S’agissant de la cession de fonds de commerce, sont visées 1) les entreprises qui n’ont pas l’obligation de mettre en place un comité d’entreprise et 2) les entreprises qui ont cette obligation mais se trouvent dans la catégorie des PME (pour rappel, un décret du 18 décembre 2008 définit les PME comme les entreprises qui, d’une part occupent moins de 250 personnes, d’autre part ont un chiffre d’affaires annuel n’excédant pas 50 millions d’euros ou un total de bilan n’excédant pas 43 millions d’euros). Est prévue une information des salariés lorsque le propriétaire du fonds envisage de le céder, les salariés ayant alors deux mois pour répondre. Les salariés sont tenus à une obligation de discrétion mais peuvent se faire assister de différentes personnes. Si l’information n’est pas faite, une action en annulation se prescrivant par deux mois est ouverte à tout salarié. Dernier point : le dispositif ne s’applique pas en cas de transmission familiale ni aux entreprises en conciliation, sauvegarde, redressement ou liquidation judiciaire.
S’agissant des cessions de droits sociaux, le titre III du livre II du Code de commerce est complété par plusieurs articles (on voit au passage qu’après les articles L. 239-1 et suivants, le nouveau chapitre donne naissance à des articles L. 23-10-1 et suivants), qui concernent les sociétés n’ayant pas l’obligation de mettre en place un CE, d’une part, et celles dotées d’un CE mais relevant de la catégorie des PME. Le dispositif s’applique en cas de cession de plus de 50% des parts d’une SARL ou d’actions ou valeurs mobilières donnant accès à la majorité du capital d’une société par actions (art. 20 de la loi). Là aussi est prévue une action en annulation. Les exclusions sont les mêmes, et est prise en compte aussi la situation où s’applique une réglementation limitant l’accès à la qualité d’associé ou d’actionnaire.
Une question parmi d’autre que suscitera ce dispositif : les SEL sont-elles visées par la nouvelle loi ?
Le Titre III de la loi est relatif au droit des coopératives, et il modifie la loi du 10 septembre 1947 définissant le régime général des coopératives, ainsi que plusieurs des régimes spéciaux (SCOP, notamment, qui peuvent désormais adopter la forme de SAS, coopératives de commerçants détaillants, coopératives agricoles, etc.).
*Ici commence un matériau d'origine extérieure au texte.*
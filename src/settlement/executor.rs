use std::sync::Arc;

use tracing::{info, warn};

use super::error::{SettlementError, SettlementResult};
use super::ports::{ChainClient, TradeStore};
use super::types::{PreflightCommitment, SendOptions, Trade, TradeField, TradeStatus};
use super::validation;

/// 固定的提交参数：保留预检，承诺级别 confirmed。
pub const SUBMIT_OPTIONS: SendOptions = SendOptions {
    skip_preflight: false,
    preflight_commitment: PreflightCommitment::Confirmed,
};

pub struct TradeExecutor {
    chain: Arc<dyn ChainClient>,
    store: Arc<dyn TradeStore>,
}

impl TradeExecutor {
    pub fn new(chain: Arc<dyn ChainClient>, store: Arc<dyn TradeStore>) -> Self {
        Self { chain, store }
    }

    /// 以未签名交易为幂等键提交用户签名后的交易。
    pub async fn execute(
        &self,
        unsigned_transaction: &str,
        signed_transaction: &str,
    ) -> SettlementResult<Trade> {
        let key = unsigned_transaction.trim();
        if key.is_empty() {
            return Err(SettlementError::validation("unsignedTransaction 不能为空"));
        }
        let prepared = self
            .store
            .get_by_field(TradeField::UnsignedTransaction, key)
            .await?
            .filter(|trade| trade.status == TradeStatus::Prepared)
            .ok_or_else(no_prepared_trade)?;

        let raw = validation::decode_signed_transaction(signed_transaction)?;

        // 先把 prepared 原子地占为 submitted，竞争失败的一方不会触达链上。
        // 占用后若任务在发送前被取消，或下方 failed 状态写入失败，记录会停在
        // 没有交易哈希的 submitted，只能按未签名交易索引人工排查。
        let mut trade = prepared;
        trade.status = TradeStatus::Submitted;
        trade.error = None;
        if !self
            .store
            .compare_and_swap(TradeStatus::Prepared, &trade)
            .await?
        {
            warn!(
                target: "settlement::executor",
                trade_id = %trade.id,
                "交易已被并发执行占用"
            );
            return Err(no_prepared_trade());
        }

        match self.chain.send_raw_transaction(&raw, SUBMIT_OPTIONS).await {
            Ok(signature) => {
                trade.transaction_hash = Some(signature.clone());
                trade.error = None;
                if let Err(err) = self.store.update(&trade).await {
                    // 链上提交已成功，记账失败留给后续 reconcile
                    warn!(
                        target: "settlement::executor",
                        trade_id = %trade.id,
                        signature = %signature,
                        error = %err,
                        "交易已提交但记录交易哈希失败"
                    );
                }
                info!(
                    target: "settlement::executor",
                    trade_id = %trade.id,
                    signature = %signature,
                    bytes = raw.len(),
                    "交易已提交"
                );
                Ok(trade)
            }
            Err(err) => {
                let reason = format!("{err:#}");
                trade.status = TradeStatus::Failed;
                trade.error = Some(reason.clone());
                if let Err(store_err) = self.store.update(&trade).await {
                    warn!(
                        target: "settlement::executor",
                        trade_id = %trade.id,
                        error = %store_err,
                        "记录提交失败状态时出错"
                    );
                }
                warn!(
                    target: "settlement::executor",
                    trade_id = %trade.id,
                    error = %reason,
                    "链上拒绝了交易"
                );
                Err(SettlementError::Chain(reason))
            }
        }
    }
}

fn no_prepared_trade() -> SettlementError {
    SettlementError::not_found("没有匹配的 prepared 交易")
}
Sont créées des coopératives d’activité et d’emploi (art. 47 et 48).
Un Titre IV est relatif aux sociétés d’assurance, aux mutuelles et institutions de prévoyance, un Titre V à des dispositifs de soutien et d’accompagnement.
Un Titre VI modifie le droit des associations, notamment en insérant dans la loi du 1er juillet 1901 un régime des fusions, scissions et apports partiels d’actif des associations, renvoyant à certaines dispositions sur les sociétés commerciales.
Un Titre VII modifie le droit des fondations et des fonds de dotation, un Titre VIII est relatif aux éco-organismes, et un Titre IX comporte des dispositions diverses et finales, dont l’article 98 sur l’entrée en vigueur du dispositif d’information particulière des salariés.